Actinomyces israelii is a species of Gram-positive, rod-shaped bacteria within the genus Actinomyces. Known to live commensally on and within humans, A. israelii is an opportunistic pathogen and a cause of actinomycosis. Many physiologically diverse strains of the species are known to exist, though not all are strict anaerobes. It was named after the German surgeon James Israel (1848–1926), who studied the organism for the first time in 1878.

==Pathogenesis==

Actinomycosis is most frequently caused by A. israelii. It is a normal colonizer of the vagina, colon, and mouth. Infection is established first by a breach of the mucosal barrier during various procedures (dental, gastrointestinal), aspiration, or pathologies such as diverticulitis.
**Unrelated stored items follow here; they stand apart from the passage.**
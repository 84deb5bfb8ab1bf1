//! Random big numbers to render.

use log::debug;
use malachite::base::num::basic::traits::Zero;
use malachite::natural::Natural;
use rand::Rng;

const LIMB_BITS: u64 = u64::BITS as u64;

/// Draw a number uniformly from [0, 2^bits).
/// The number is assembled from random 64-bit limbs, most significant first,
/// with the top limb shifted down to the leftover bit count.
pub fn random_magnitude<R: Rng>(bits: u64, rng: &mut R) -> Natural {
    let full_limbs = bits / LIMB_BITS;
    let top_bits = bits % LIMB_BITS;

    let mut num = Natural::ZERO;
    if top_bits > 0 {
        num = Natural::from(rng.random::<u64>() >> (LIMB_BITS - top_bits));
    }
    for _ in 0..full_limbs {
        num <<= LIMB_BITS;
        num += Natural::from(rng.random::<u64>());
    }

    debug!("Drew a random magnitude of up to {bits} bits");
    num
}
use anyhow::Result;

fn main() -> Result<()> {
    chat_analyzer::cli::commands::run()
}
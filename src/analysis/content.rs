use std::collections::HashMap;

use crate::classifiers::{EmojiDetector, UrlDetector};
use crate::models::{ChatRecordSet, TermCount};

/// Most frequent emoji characters, most common first.
pub fn most_common_emojis(
    records: &ChatRecordSet,
    emojis: &dyn EmojiDetector,
    limit: usize,
) -> Vec<TermCount> {
    let mut counter = TermCounter::default();
    for record in records {
        for c in record.text.chars().filter(|&c| emojis.is_emoji(c)) {
            counter.add(c.to_string());
        }
    }

    let mut ranked = counter.ranked();
    ranked.truncate(limit);
    ranked
}

/// Lowercase word counts over every non-media message: the input for a word cloud.
///
/// Tokens are split on whitespace with surrounding punctuation trimmed. Links
/// and tokens with nothing alphanumeric left are skipped.
pub fn word_frequencies(
    records: &ChatRecordSet,
    media_placeholder: &str,
    urls: &dyn UrlDetector,
) -> Vec<TermCount> {
    let mut counter = TermCounter::default();

    for record in records.iter().filter(|r| !r.is_media(media_placeholder)) {
        let links = urls.find_urls(&record.text);
        for token in record.text.split_whitespace() {
            if links.iter().any(|link| token.contains(link)) {
                continue;
            }
            let word = token.trim_matches(|c: char| !c.is_alphanumeric());
            if !word.is_empty() {
                counter.add(word.to_lowercase());
            }
        }
    }

    counter.ranked()
}

pub fn most_common_words(
    records: &ChatRecordSet,
    media_placeholder: &str,
    urls: &dyn UrlDetector,
    limit: usize,
) -> Vec<TermCount> {
    let mut words = word_frequencies(records, media_placeholder, urls);
    words.truncate(limit);
    words
}

/// Counts terms, remembering the order each was first seen.
#[derive(Default)]
struct TermCounter {
    counts: HashMap<String, (usize, usize)>,
}

impl TermCounter {
    fn add(&mut self, term: String) {
        let next_index = self.counts.len();
        self.counts.entry(term).or_insert((0, next_index)).0 += 1;
    }

    /// Descending by count, ties by first appearance.
    fn ranked(self) -> Vec<TermCount> {
        let mut entries: Vec<(String, (usize, usize))> = self.counts.into_iter().collect();
        entries.sort_by(|a, b| b.1.0.cmp(&a.1.0).then(a.1.1.cmp(&b.1.1)));
        entries.into_iter().map(|(term, (count, _))| TermCount { term, count }).collect()
    }
}
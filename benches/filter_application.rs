use std::hint::black_box;

use chat_analyzer::filters::apply::apply_filters;
use chat_analyzer::filters::parser::parse_filter;
use chat_analyzer::models::{ChatRecord, ChatRecordSet};
use chrono::NaiveDate;
use criterion::{BenchmarkId, Criterion, Throughput, criterion_group, criterion_main};

/// Generate synthetic records, one every 20 minutes from 1 January 2024
fn generate_records(num_records: usize) -> ChatRecordSet {
    let start = NaiveDate::from_ymd_opt(2024, 1, 1).unwrap().and_hms_opt(0, 0, 0).unwrap();

    let records = (0..num_records)
        .map(|i| {
            ChatRecord::new(
                Some(format!("User {}", i % 5)),
                format!("Test message {}", i),
                start + chrono::Duration::minutes(i as i64 * 20),
            )
        })
        .collect();

    ChatRecordSet::new(records)
}

fn bench_filter_application(c: &mut Criterion) {
    let mut group = c.benchmark_group("filter_application");

    // Benchmark author filter (string comparison)
    for size in [1_000, 10_000, 50_000].iter() {
        let records = generate_records(*size);
        let filter = parse_filter("user:\"User 1\"").unwrap();

        group.throughput(Throughput::Elements(*size as u64));
        group.bench_with_input(BenchmarkId::new("author_filter", size), size, |b, _| {
            b.iter(|| apply_filters(black_box(&records), black_box(&filter)));
        });
    }

    // Benchmark date range filter (date comparison)
    for size in [1_000, 10_000, 50_000].iter() {
        let records = generate_records(*size);
        let filter = parse_filter("from:2024-01-15 to:2024-02-15").unwrap();

        group.throughput(Throughput::Elements(*size as u64));
        group.bench_with_input(BenchmarkId::new("date_filter", size), size, |b, _| {
            b.iter(|| apply_filters(black_box(&records), black_box(&filter)));
        });
    }

    // Benchmark combined filter (date range AND author)
    for size in [1_000, 10_000, 50_000].iter() {
        let records = generate_records(*size);
        let filter = parse_filter("user:\"User 1\" from:2024-01-15 to:2024-02-15").unwrap();

        group.throughput(Throughput::Elements(*size as u64));
        group.bench_with_input(BenchmarkId::new("combined_filter", size), size, |b, _| {
            b.iter(|| apply_filters(black_box(&records), black_box(&filter)));
        });
    }

    group.finish();
}

criterion_group!(benches, bench_filter_application);
criterion_main!(benches);
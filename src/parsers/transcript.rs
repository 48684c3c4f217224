use std::path::Path;

use crate::config::{AnalyzerConfig, SystemEventPolicy};
use crate::errors::TranscriptError;
use crate::models::{ChatRecord, ChatRecordSet};
use crate::parsers::classifier::classify_body;
use crate::parsers::timestamps::parse_timestamp;
use crate::parsers::tokenizer::tokenize;
use crate::utils::read_transcript_bytes;

const UTF8_BOM: char = '\u{FEFF}';

/// Counts describing how a transcript was turned into records.
#[derive(Debug, Clone, Copy, Default, PartialEq, Eq)]
pub struct ParseSummary {
    /// Message headers found by the tokenizer.
    pub boundaries: usize,
    pub kept: usize,
    pub unparseable_timestamps: usize,
    /// System notices removed under [`SystemEventPolicy::Drop`].
    pub dropped_system_events: usize,
}

impl ParseSummary {
    pub fn dropped(&self) -> usize {
        self.unparseable_timestamps + self.dropped_system_events
    }
}

#[derive(Debug, Clone, PartialEq, Eq)]
pub struct ParsedTranscript {
    pub records: ChatRecordSet,
    pub summary: ParseSummary,
}

/// Decode raw upload bytes as UTF-8, stripping a leading byte-order mark.
pub fn decode_transcript(bytes: &[u8]) -> Result<&str, TranscriptError> {
    if bytes.is_empty() {
        return Err(TranscriptError::Empty);
    }

    let content = std::str::from_utf8(bytes)
        .map_err(|e| TranscriptError::InvalidEncoding { offset: e.valid_up_to() })?;

    Ok(content.strip_prefix(UTF8_BOM).unwrap_or(content))
}

/// Build the record set for a decoded transcript.
///
/// Records whose header has an unparseable timestamp are dropped, as are system
/// notices when `policy` is [`SystemEventPolicy::Drop`]. Surviving records keep
/// their source order.
///
/// # Errors
///
/// Returns [`TranscriptError::NoMessageBoundaries`] if the text contains no
/// message header at all. A transcript whose every record is dropped is not an
/// error: it yields an empty record set.
pub fn build_records(
    content: &str,
    policy: SystemEventPolicy,
) -> Result<ParsedTranscript, TranscriptError> {
    let raw_messages = tokenize(content);
    if raw_messages.is_empty() {
        return Err(TranscriptError::NoMessageBoundaries);
    }

    let mut summary = ParseSummary { boundaries: raw_messages.len(), ..Default::default() };
    let mut records = Vec::with_capacity(raw_messages.len());

    for raw in raw_messages {
        let timestamp = match parse_timestamp(raw.header) {
            Ok(timestamp) => timestamp,
            Err(e) => {
                tracing::debug!(offset = raw.offset, "dropping record: {}", e);
                summary.unparseable_timestamps += 1;
                continue;
            }
        };

        let body = classify_body(raw.body);
        if body.author.is_none() && policy == SystemEventPolicy::Drop {
            tracing::debug!(offset = raw.offset, "dropping system event");
            summary.dropped_system_events += 1;
            continue;
        }

        records.push(ChatRecord::new(body.author, body.text, timestamp));
    }

    summary.kept = records.len();

    if summary.unparseable_timestamps * 2 > summary.boundaries {
        tracing::warn!(
            "{} of {} message headers had unparseable timestamps; the export may use an unsupported date format",
            summary.unparseable_timestamps,
            summary.boundaries
        );
    }

    Ok(ParsedTranscript { records: ChatRecordSet::new(records), summary })
}

/// Decode and parse a transcript held in memory.
pub fn parse_transcript_bytes(
    bytes: &[u8],
    policy: SystemEventPolicy,
) -> Result<ParsedTranscript, TranscriptError> {
    build_records(decode_transcript(bytes)?, policy)
}

/// Read, decode and parse a transcript file using `config`'s size limit and
/// system-event policy.
pub fn parse_transcript_file(
    path: &Path,
    config: &AnalyzerConfig,
) -> Result<ParsedTranscript, TranscriptError> {
    let bytes = read_transcript_bytes(path, config.max_file_size_bytes())?;
    tracing::info!(path = %path.display(), bytes = bytes.len(), "read transcript");

    let parsed = parse_transcript_bytes(&bytes, config.system_events)?;
    tracing::info!(
        kept = parsed.summary.kept,
        dropped = parsed.summary.dropped(),
        "built chat records"
    );

    Ok(parsed)
}
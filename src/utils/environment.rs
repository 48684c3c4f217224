use std::env;
use std::path::PathBuf;

/// Environment variable naming an explicit config file.
pub const CONFIG_ENV_VAR: &str = "CHAT_ANALYZER_CONFIG";

/// Config file named by `$CHAT_ANALYZER_CONFIG`, if set and non-empty
pub fn config_path_from_env() -> Option<PathBuf> {
    env::var_os(CONFIG_ENV_VAR).filter(|v| !v.is_empty()).map(PathBuf::from)
}

/// Per-user config file (`~/.config/chat-analyzer/config.json` on Linux)
pub fn default_config_path() -> Option<PathBuf> {
    dirs::config_dir().map(|dir| dir.join("chat-analyzer").join("config.json"))
}

#[cfg(test)]
mod tests {
    use std::env;

    use super::*;

    #[test]
    fn test_config_path_from_env() {
        // Save original value
        let original = env::var_os(CONFIG_ENV_VAR);

        // SAFETY: Setting environment variables in tests is safe as long as:
        // 1. No other test reads this variable concurrently
        // 2. We restore the original value afterwards
        unsafe {
            env::set_var(CONFIG_ENV_VAR, "/tmp/analyzer.json");
        }
        assert_eq!(config_path_from_env(), Some(PathBuf::from("/tmp/analyzer.json")));

        unsafe {
            env::set_var(CONFIG_ENV_VAR, "");
        }
        assert_eq!(config_path_from_env(), None);

        // Restore original value
        unsafe {
            match original {
                Some(value) => env::set_var(CONFIG_ENV_VAR, value),
                None => env::remove_var(CONFIG_ENV_VAR),
            }
        }
    }

    #[test]
    fn test_default_config_path_file_name() {
        if let Some(path) = default_config_path() {
            assert!(path.ends_with("chat-analyzer/config.json"));
        }
    }
}
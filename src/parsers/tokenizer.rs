use std::sync::LazyLock;

use regex::Regex;

/// Message header at the start of a line: `D/M/YY, H:MM - ` with an optional
/// `am`/`pm` suffix. Exports separate the parts with ordinary, non-breaking
/// (U+00A0) or narrow non-breaking (U+202F) spaces depending on platform.
static HEADER_RE: LazyLock<Regex> = LazyLock::new(|| {
    // Literal pattern; compilation cannot fail.
    Regex::new(
        r"(?im)^\d{1,2}/\d{1,2}/\d{2,4},[ \x{00A0}\x{202F}]\d{1,2}:\d{2}(?:[ \x{00A0}\x{202F}]?[ap]m)?[ \x{00A0}\x{202F}]-[ \x{00A0}\x{202F}]",
    )
    .expect("message header regex")
});

/// A message header and the raw text that follows it, up to the next header.
#[derive(Debug, Clone, Copy, PartialEq, Eq)]
pub struct RawMessage<'a> {
    /// Matched header, including the trailing `" - "`.
    pub header: &'a str,
    /// Byte offset of the header within the transcript.
    pub offset: usize,
    /// Everything after the header; may span several lines.
    pub body: &'a str,
}

/// Split a transcript into header/body pairs in source order.
///
/// Text before the first header is export preamble and is discarded.
pub fn tokenize(content: &str) -> Vec<RawMessage<'_>> {
    let headers: Vec<_> = HEADER_RE.find_iter(content).collect();

    headers
        .iter()
        .enumerate()
        .map(|(i, header)| {
            let body_end = headers.get(i + 1).map_or(content.len(), |next| next.start());
            RawMessage {
                header: header.as_str(),
                offset: header.start(),
                body: &content[header.end()..body_end],
            }
        })
        .collect()
}
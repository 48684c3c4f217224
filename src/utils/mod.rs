pub mod environment;
pub mod files;
pub mod logging;

pub use environment::{config_path_from_env, default_config_path};
pub use files::{format_path_with_tilde, read_transcript_bytes};
pub use logging::init_logging;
The chronic phase of this disease is also known as the "classic phase" because the acute, early phase is often missed by health care providers. This is characterized by slow, contiguous growth that ignores tissue planes and forms a sinus tract that can spontaneously heal and recur, leading to a densely fibrotic lesion. This lesion is often characterized as "wooden". Sulfur granules form in a central purulence surrounded by neutrophils. This conglomeration of organisms is virtually diagnostic of A. israelii.

== Treatment ==
A. israelii is curable and can be treated with antibiotics. Both a sodium hypochlorite solution and calcium hydroxide can be highly effective in killing A. israelii when it has caused infection in the mouth.